(RECORDS Opens)
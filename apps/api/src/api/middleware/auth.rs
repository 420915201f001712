//! Caller organization for the public API

use axum::{
    extract::{Request, State},
    http::{header, StatusCode},
    middleware::Next,
    response::{IntoResponse, Response},
    Extension,
};

use crate::config::AuthMode;
use crate::error::ApiError;
use crate::request_context::RequestContext;
use crate::state::AppState;

pub const ORG_HEADER: &str = "x-org";

fn bearer_token(req: &Request) -> Option<&str> {
    let value = req.headers().get(header::AUTHORIZATION)?.to_str().ok()?;
    value
        .strip_prefix("Bearer ")
        .or_else(|| value.strip_prefix("bearer "))
        .map(str::trim)
        .filter(|token| !token.is_empty())
}

/// Resolve the organization the caller acts for and store it in the context.
///
/// Requests without a usable identity stop here with 403.
pub async fn auth_context(
    State(state): State<AppState>,
    Extension(mut ctx): Extension<RequestContext>,
    mut req: Request,
    next: Next,
) -> Response {
    match state.config.auth.mode {
        AuthMode::Header => {
            let org = req
                .headers()
                .get(ORG_HEADER)
                .and_then(|v| v.to_str().ok())
                .map(str::trim)
                .filter(|v| !v.is_empty());
            let Some(org) = org else {
                tracing::warn!(request_id = %ctx.request_id, "Missing organization header");
                return ApiError::server_issue(&ctx, StatusCode::FORBIDDEN, "Missing organization")
                    .into_response();
            };
            ctx.organization_id = Some(org.to_string());
        }
        AuthMode::Ssas => {
            let Some(token) = bearer_token(&req) else {
                tracing::warn!(request_id = %ctx.request_id, "Missing access token");
                return ApiError::server_issue(&ctx, StatusCode::FORBIDDEN, "Missing access token")
                    .into_response();
            };
            let info = match state.ssas.validate_token(&ctx, token).await {
                Ok(info) => info,
                Err(e) => {
                    tracing::warn!(request_id = %ctx.request_id, error = %e, "Invalid access token");
                    return ApiError::server_issue(&ctx, StatusCode::FORBIDDEN, "Invalid access token")
                        .into_response();
                }
            };
            let Some(org) = info.organization_id.filter(|o| !o.is_empty()) else {
                tracing::warn!(request_id = %ctx.request_id, "Access token has no organization");
                return ApiError::server_issue(&ctx, StatusCode::FORBIDDEN, "Invalid access token")
                    .into_response();
            };
            ctx.organization_id = Some(org);
            ctx.implementer_id = info.implementer_id;
        }
    }

    if let Some(org) = &ctx.organization_id {
        tracing::Span::current().record("organization_id", org.as_str());
    }
    req.extensions_mut().insert(ctx);
    next.run(req).await
}
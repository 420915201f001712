pub mod fixtures;
pub mod mock;

use anyhow::Context as _;
use axum::{
    body::{Body, Bytes},
    http::{HeaderMap, HeaderName, HeaderValue, Method, Request, StatusCode},
    Router,
};
use dpc_api::api::{admin_router, public_router};
use dpc_api::config::AuthMode;
use dpc_api::{AppState, Config};
use serde_json::Value;
use std::sync::Arc;
use tower::ServiceExt as _;

pub use fixtures::*;
pub use mock::{MockAttribution, MockSsas, RecordedCall};

/// Organization the test caller acts for in header auth mode.
pub const ORG_ID: &str = "0d8a2a8e-5f2d-4a59-9c43-2d1f8c9b1e7a";

pub struct TestApp {
    pub public: Router,
    pub admin: Router,
    pub attribution: Arc<MockAttribution>,
    pub ssas: Arc<MockSsas>,
}

impl TestApp {
    pub fn new() -> Self {
        Self::new_with_config(|_| {})
    }

    /// Header auth mode unless `configure` says otherwise.
    pub fn new_with_config(configure: impl FnOnce(&mut Config)) -> Self {
        let mut config = Config::default();
        config.auth.mode = AuthMode::Header;
        configure(&mut config);

        let attribution = Arc::new(MockAttribution::default());
        let ssas = Arc::new(MockSsas::default());
        let state = AppState::with_clients(config, attribution.clone(), ssas.clone());

        Self {
            public: public_router(state.clone()),
            admin: admin_router(state),
            attribution,
            ssas,
        }
    }

    pub async fn admin_request(
        &self,
        method: Method,
        path_and_query: &str,
        body: Option<Value>,
        extra_headers: &[(&str, &str)],
    ) -> anyhow::Result<(StatusCode, HeaderMap, Bytes)> {
        let body = json_bytes(body)?;
        send(&self.admin, method, path_and_query, body, extra_headers).await
    }

    /// Public request on behalf of [`ORG_ID`].
    pub async fn request(
        &self,
        method: Method,
        path_and_query: &str,
        body: Option<Value>,
        extra_headers: &[(&str, &str)],
    ) -> anyhow::Result<(StatusCode, HeaderMap, Bytes)> {
        let mut headers = vec![("x-org", ORG_ID)];
        headers.extend_from_slice(extra_headers);
        let body = json_bytes(body)?;
        send(&self.public, method, path_and_query, body, &headers).await
    }

    /// Public request with exactly the given headers and a raw body.
    pub async fn raw_request(
        &self,
        method: Method,
        path_and_query: &str,
        body: Bytes,
        headers: &[(&str, &str)],
    ) -> anyhow::Result<(StatusCode, HeaderMap, Bytes)> {
        send(&self.public, method, path_and_query, body, headers).await
    }

    /// Create an organization through the admin API and return its id.
    pub async fn create_organization(&self, npi: &str) -> anyhow::Result<String> {
        let (status, _, body) = self
            .admin_request(Method::POST, "/v2/Organization", Some(organization(npi)), &[])
            .await?;
        assert_eq!(status, StatusCode::OK, "{}", String::from_utf8_lossy(&body));
        json_body(&body)["id"]
            .as_str()
            .map(String::from)
            .context("resource id")
    }
}

fn json_bytes(body: Option<Value>) -> anyhow::Result<Bytes> {
    Ok(match body {
        Some(json) => Bytes::from(serde_json::to_vec(&json)?),
        None => Bytes::new(),
    })
}

async fn send(
    router: &Router,
    method: Method,
    path_and_query: &str,
    body: Bytes,
    headers: &[(&str, &str)],
) -> anyhow::Result<(StatusCode, HeaderMap, Bytes)> {
    let mut request = Request::builder()
        .method(method)
        .uri(path_and_query)
        .header("content-type", "application/fhir+json")
        .body(Body::from(body))
        .context("build request")?;

    for (name, value) in headers {
        request.headers_mut().insert(
            name.parse::<HeaderName>().context("parse header name")?,
            value.parse::<HeaderValue>().context("parse header value")?,
        );
    }

    let response = router
        .clone()
        .oneshot(request)
        .await
        .context("dispatch request")?;

    let status = response.status();
    let headers = response.headers().clone();
    let body = axum::body::to_bytes(response.into_body(), usize::MAX)
        .await
        .context("read response body")?;
    Ok((status, headers, body))
}

pub fn json_body(body: &Bytes) -> Value {
    serde_json::from_slice(body).unwrap_or_else(|e| {
        panic!(
            "response body is not JSON ({}): {}",
            e,
            String::from_utf8_lossy(body)
        )
    })
}

/// The single issue of an `OperationOutcome` body.
pub fn issue(body: &Bytes) -> Value {
    let outcome = json_body(body);
    assert_eq!(outcome["resourceType"], "OperationOutcome");
    outcome["issue"][0].clone()
}
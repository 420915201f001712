//! Bulk export job status

use axum::{
    extract::State,
    http::{header, StatusCode},
    response::{IntoResponse, Response},
    Extension, Json,
};
use chrono::Utc;
use dpc_fhir_models::JobProgress;

use crate::error::{ApiError, Result};
use crate::request_context::RequestContext;
use crate::state::AppState;

/// RFC 1123 as used by the `Expires` header.
const HTTP_DATE_FORMAT: &str = "%a, %d %b %Y %H:%M:%S GMT";

pub async fn status(
    State(state): State<AppState>,
    Extension(ctx): Extension<RequestContext>,
) -> Result<Response> {
    let Some(job_id) = ctx.job_id.clone() else {
        return Err(ApiError::business_violation(
            &ctx,
            StatusCode::BAD_REQUEST,
            "Failed to extract job id from url, please check the url",
        ));
    };

    let batches = state
        .attribution
        .job_batches(&ctx, &job_id)
        .await
        .map_err(|e| {
            tracing::warn!(request_id = %ctx.request_id, job_id = %job_id, error = %e, "Failed to get job batches");
            ApiError::not_found(&ctx, "Failed to get job status")
        })?;

    let progress = JobProgress::from_batches(&batches, Utc::now(), &state.config.export.api_path);
    tracing::debug!(request_id = %ctx.request_id, job_id = %job_id, progress = ?progress, "Job status");

    let response = match progress {
        JobProgress::Failed => {
            tracing::error!(request_id = %ctx.request_id, job_id = %job_id, "Export job failed");
            return Err(ApiError::generic_server_issue(&ctx));
        }
        JobProgress::InProgress { progress } => {
            (StatusCode::ACCEPTED, [("x-progress", progress)]).into_response()
        }
        JobProgress::Expired => StatusCode::GONE.into_response(),
        JobProgress::Complete { report, expires } => (
            StatusCode::OK,
            [(header::EXPIRES, expires.format(HTTP_DATE_FORMAT).to_string())],
            Json(report),
        )
            .into_response(),
        JobProgress::Pending => StatusCode::ACCEPTED.into_response(),
    };
    Ok(response)
}
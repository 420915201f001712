//! Organization handlers
//!
//! The organization id always comes from the request context: the admin
//! routes bind it from the path, the public route from the caller's identity
//! after checking it matches the path.

use axum::{
    body::Bytes,
    extract::State,
    http::StatusCode,
    response::Response,
    Extension,
};
use dpc_fhir_models::ResourceType;

use super::resources;
use crate::error::{ApiError, Result};
use crate::request_context::RequestContext;
use crate::state::AppState;

fn organization_id(ctx: &RequestContext) -> Result<&str> {
    ctx.organization_id.as_deref().ok_or_else(|| {
        ApiError::business_violation(
            ctx,
            StatusCode::BAD_REQUEST,
            "Failed to extract organization id from url, please check the url",
        )
    })
}

pub async fn read(
    State(state): State<AppState>,
    Extension(ctx): Extension<RequestContext>,
) -> Result<Response> {
    let id = organization_id(&ctx)?;
    resources::read(&state, &ctx, ResourceType::Organization, id).await
}

pub async fn create(
    State(state): State<AppState>,
    Extension(ctx): Extension<RequestContext>,
    body: Bytes,
) -> Result<Response> {
    resources::create(&state, &ctx, ResourceType::Organization, body).await
}

pub async fn update(
    State(state): State<AppState>,
    Extension(ctx): Extension<RequestContext>,
    body: Bytes,
) -> Result<Response> {
    let id = organization_id(&ctx)?;
    resources::update(&state, &ctx, ResourceType::Organization, id, body).await
}

pub async fn delete(
    State(state): State<AppState>,
    Extension(ctx): Extension<RequestContext>,
) -> Result<Response> {
    let id = organization_id(&ctx)?;
    resources::delete(&state, &ctx, ResourceType::Organization, id).await
}
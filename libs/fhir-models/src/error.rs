//! Error types for FHIR models

use thiserror::Error;

#[derive(Error, Debug)]
pub enum Error {
    #[error("Invalid JSON: {0}")]
    Json(#[from] serde_json::Error),

    #[error("Invalid FHIR resource: {0}")]
    InvalidResource(String),

    #[error("Expected resource type {expected}, found {found}")]
    ResourceTypeMismatch { expected: String, found: String },

    #[error("Missing required field: {0}")]
    MissingField(String),

    #[error("Invalid field value: {0}")]
    InvalidFieldValue(String),

    #[error("Malformed envelope: {0}")]
    MalformedEnvelope(String),
}

pub type Result<T> = std::result::Result<T, Error>;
(RECORDS Closes)
In the listing above, start at the line with "pub fn new()", go on through the line with "let mut config = Config::default();", and copy each of those lines exactly; leave out all the rest.

● **ANSWER TO THIS TASK**
    pub fn new() -> Self {
        Self::new_with_config(|_| {})
    }

    /// Header auth mode unless `configure` says otherwise.
    pub fn new_with_config(configure: impl FnOnce(&mut Config)) -> Self {
        let mut config = Config::default();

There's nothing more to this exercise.